Recurrent hemorrhage under oil manifests itself as fresh preretinal hemorrhagic patches, or as an increase in size and darkening in color of pre-existing hemorrhagic patches. It usually occurs within 1 week after surgery. In this study, more than one-fourth of the cases had recurrent bleeding. Thus, silicone oil cannot completely prevent recurrent hemorrhage; however, it does have the effect of confining recurrent hemorrhage. In our study, recurrent hemorrhage rarely becomes too massive to involve the whole posterior retina and extending into the periphery. Only one case had massive postoperative preretinal hemorrhage. None of our other cases with recurrent hemorrhage ended up with severe reproliferation. These results seem to suggest that patients may be safely followed for spontaneous reabsorption of preretinal blood even if scattered thick layers of clot distributed over more than two quadrants have been observed postoperatively. However, massive confluent hemorrhage involving the posterior pole and four quadrants of the retina may be associated with severe reproliferation and detachment. In such conditions, perhaps early oil removal should be considered.

Although in most cases spontaneous blood reabsorption is anticipated, the area where blood clots were located or were nearby may form the preretinal membrane during follow-up. We believe that these membranes may be either directly transformed from the blood clots or were significantly contributed by the presence of blood clots. The formation of ERM under oil is common after vitreoretinal surgery even without the presence of blood. In this study, we found that important features of ERM under oil associated with blood clot are the propensity of the formation of fibrotic bands and its attachment of the membrane with normal blood vessels. Attempting to remove the tissue with forceps pulling was likely to cause bleeding and render adequate removal of the membrane difficult. Proper ERM removal may result in gradual normalization of the macular structure. However, we found that significant recurrent membrane was noted in half of the operated cases in <3 months, suggesting the persistent, strong, pro-proliferative microenvironment of these eyes.

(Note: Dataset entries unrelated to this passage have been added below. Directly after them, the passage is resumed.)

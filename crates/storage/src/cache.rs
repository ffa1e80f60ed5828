//! Region registry.
//!
//! The `RegionCache` maps region names to regions. Names are stored without the
//! leading `/`; lookups accept either form.

use crate::local::LocalRegion;
use crate::partitioned::PartitionedRegion;
use parking_lot::RwLock;
use std::collections::BTreeMap;
use std::sync::Arc;
use tessera_core::{Error, QueryRegion, RegionRef, Result};
use tessera_index::{KeyExtractor, RangeIndex};

/// A region registered in the cache.
#[derive(Clone, Debug)]
pub enum RegionHandle {
    Local(Arc<LocalRegion>),
    Partitioned(Arc<PartitionedRegion>),
}

impl RegionHandle {
    /// Returns the region as a query-facing handle.
    pub fn as_region(&self) -> RegionRef {
        match self {
            RegionHandle::Local(r) => Arc::clone(r) as RegionRef,
            RegionHandle::Partitioned(r) => Arc::clone(r) as RegionRef,
        }
    }

    /// Creates an index on the region (on every bucket when partitioned).
    pub fn create_index(
        &self,
        name: &str,
        expression: &str,
        extractor: KeyExtractor,
    ) -> Result<Vec<Arc<RangeIndex>>> {
        match self {
            RegionHandle::Local(r) => Ok(vec![r.create_index(name, expression, extractor)?]),
            RegionHandle::Partitioned(r) => r.create_index(name, expression, extractor),
        }
    }

    fn destroy(&self) {
        match self {
            RegionHandle::Local(r) => r.destroy(),
            RegionHandle::Partitioned(r) => r.destroy(),
        }
    }
}

fn normalize(name: &str) -> &str {
    name.trim_start_matches('/')
}

/// Cache managing named regions.
#[derive(Debug, Default)]
pub struct RegionCache {
    /// Region name -> region mapping.
    regions: RwLock<BTreeMap<String, RegionHandle>>,
}

impl RegionCache {
    /// Creates a new empty cache.
    pub fn new() -> Self {
        Self::default()
    }

    fn register(&self, name: &str, handle: RegionHandle) -> Result<()> {
        let mut regions = self.regions.write();
        if regions.contains_key(name) {
            return Err(Error::region_exists(name));
        }
        regions.insert(name.to_owned(), handle);
        Ok(())
    }

    /// Creates a local region.
    pub fn create_region(&self, name: &str) -> Result<Arc<LocalRegion>> {
        let name = normalize(name);
        let region = Arc::new(LocalRegion::new(name));
        self.register(name, RegionHandle::Local(Arc::clone(&region)))?;
        Ok(region)
    }

    /// Creates a partitioned region. When `colocated_with` is given the named
    /// region must already exist, be partitioned, and have the same bucket count.
    pub fn create_partitioned_region(
        &self,
        name: &str,
        bucket_count: usize,
        colocated_with: Option<&str>,
    ) -> Result<Arc<PartitionedRegion>> {
        let name = normalize(name);
        let mut region = PartitionedRegion::new(name, bucket_count)?;
        if let Some(parent) = colocated_with {
            let parent = normalize(parent);
            match self.handle(parent) {
                Some(RegionHandle::Partitioned(p)) if p.bucket_count() == bucket_count => {}
                Some(RegionHandle::Partitioned(_)) => {
                    return Err(Error::invalid_operation(format!(
                        "colocated region {} must have {} buckets",
                        parent, bucket_count
                    )))
                }
                Some(RegionHandle::Local(_)) => {
                    return Err(Error::invalid_operation(format!(
                        "colocated region {} is not partitioned",
                        parent
                    )))
                }
                None => return Err(Error::region_not_found(parent)),
            }
            region = region.colocated_with(parent);
        }
        let region = Arc::new(region);
        self.register(name, RegionHandle::Partitioned(Arc::clone(&region)))?;
        Ok(region)
    }

    /// Destroys and unregisters a region.
    pub fn destroy_region(&self, name: &str) -> Result<()> {
        let name = normalize(name);
        let handle = self
            .regions
            .write()
            .remove(name)
            .ok_or_else(|| Error::region_not_found(name))?;
        handle.destroy();
        Ok(())
    }

    /// Gets a registered region handle.
    pub fn handle(&self, name: &str) -> Option<RegionHandle> {
        self.regions.read().get(normalize(name)).cloned()
    }

    /// Gets a region as a query-facing handle.
    pub fn region(&self, name: &str) -> Option<RegionRef> {
        self.handle(name).map(|h| h.as_region())
    }

    /// Checks if a region exists.
    pub fn has_region(&self, name: &str) -> bool {
        self.regions.read().contains_key(normalize(name))
    }

    /// Returns all region names.
    pub fn region_names(&self) -> Vec<String> {
        self.regions.read().keys().cloned().collect()
    }

    /// Returns the number of regions.
    pub fn region_count(&self) -> usize {
        self.regions.read().len()
    }

    /// Returns the total entry count across all regions.
    pub fn total_entry_count(&self) -> usize {
        self.regions
            .read()
            .values()
            .map(|h| h.as_region().size())
            .sum()
    }
}

#[cfg(test)]
mod tests {
    use super::*;
    use tessera_core::Value;

    #[test]
    fn test_cache_create_region() {
        let cache = RegionCache::new();
        cache.create_region("/users").unwrap();
        assert!(cache.has_region("users"));
        assert!(cache.has_region("/users"));
        assert_eq!(cache.region_names(), vec!["users".to_string()]);
    }

    #[test]
    fn test_cache_create_duplicate_region() {
        let cache = RegionCache::new();
        cache.create_region("users").unwrap();
        let err = cache.create_region("users").unwrap_err();
        assert!(matches!(err, Error::RegionExists { .. }));
    }

    #[test]
    fn test_cache_destroy_region() {
        let cache = RegionCache::new();
        let region = cache.create_region("users").unwrap();
        cache.destroy_region("/users").unwrap();
        assert!(!cache.has_region("users"));
        assert!(region.is_destroyed());
        assert!(cache.destroy_region("users").is_err());
    }

    #[test]
    fn test_cache_colocation_rules() {
        let cache = RegionCache::new();
        cache.create_partitioned_region("portfolios", 4, None).unwrap();
        cache.create_region("local").unwrap();

        let positions = cache
            .create_partitioned_region("positions", 4, Some("/portfolios"))
            .unwrap();
        assert_eq!(
            positions.partition().unwrap().colocated_with.as_deref(),
            Some("portfolios")
        );

        assert!(cache.create_partitioned_region("a", 3, Some("portfolios")).is_err());
        assert!(cache.create_partitioned_region("b", 4, Some("local")).is_err());
        assert!(cache.create_partitioned_region("c", 4, Some("missing")).is_err());
    }

    #[test]
    fn test_cache_total_entry_count() {
        let cache = RegionCache::new();
        let users = cache.create_region("users").unwrap();
        let trades = cache.create_partitioned_region("trades", 2, None).unwrap();
        users.put(1, "Alice").unwrap();
        trades.put(1, 1).unwrap();
        trades.put(2, 2).unwrap();
        assert_eq!(cache.total_entry_count(), 3);
        assert_eq!(cache.region("trades").unwrap().size(), 2);
        assert!(cache.region("nope").is_none());
        assert_eq!(cache.region("users").unwrap().get(&Value::Int(1)), Some("Alice".into()));
    }
}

Our study is limited by its retrospective nature; however, study bias was kept as low as possible by our careful documentation of the clinical data and our employment of two investigators to evaluate clinical changes. Our study showed that rebleeding under oil after diabetic vitrectomy was not rare; recurrent hemorrhages usually occurred within the first post-op week; except confluent extensive rebleeding, blood clots in the posterior pole were reabsorbed in most cases within 4 weeks; widespread confluent blood carries poor prognosis. Major complications of preretinal blood were the formation of preretinal fibrotic bands or fibrotic plaques. Re-operation achieved only mild VA improvement. Recurrent ERM was frequent. A large-scale prospective study may be necessary to confirm our observations.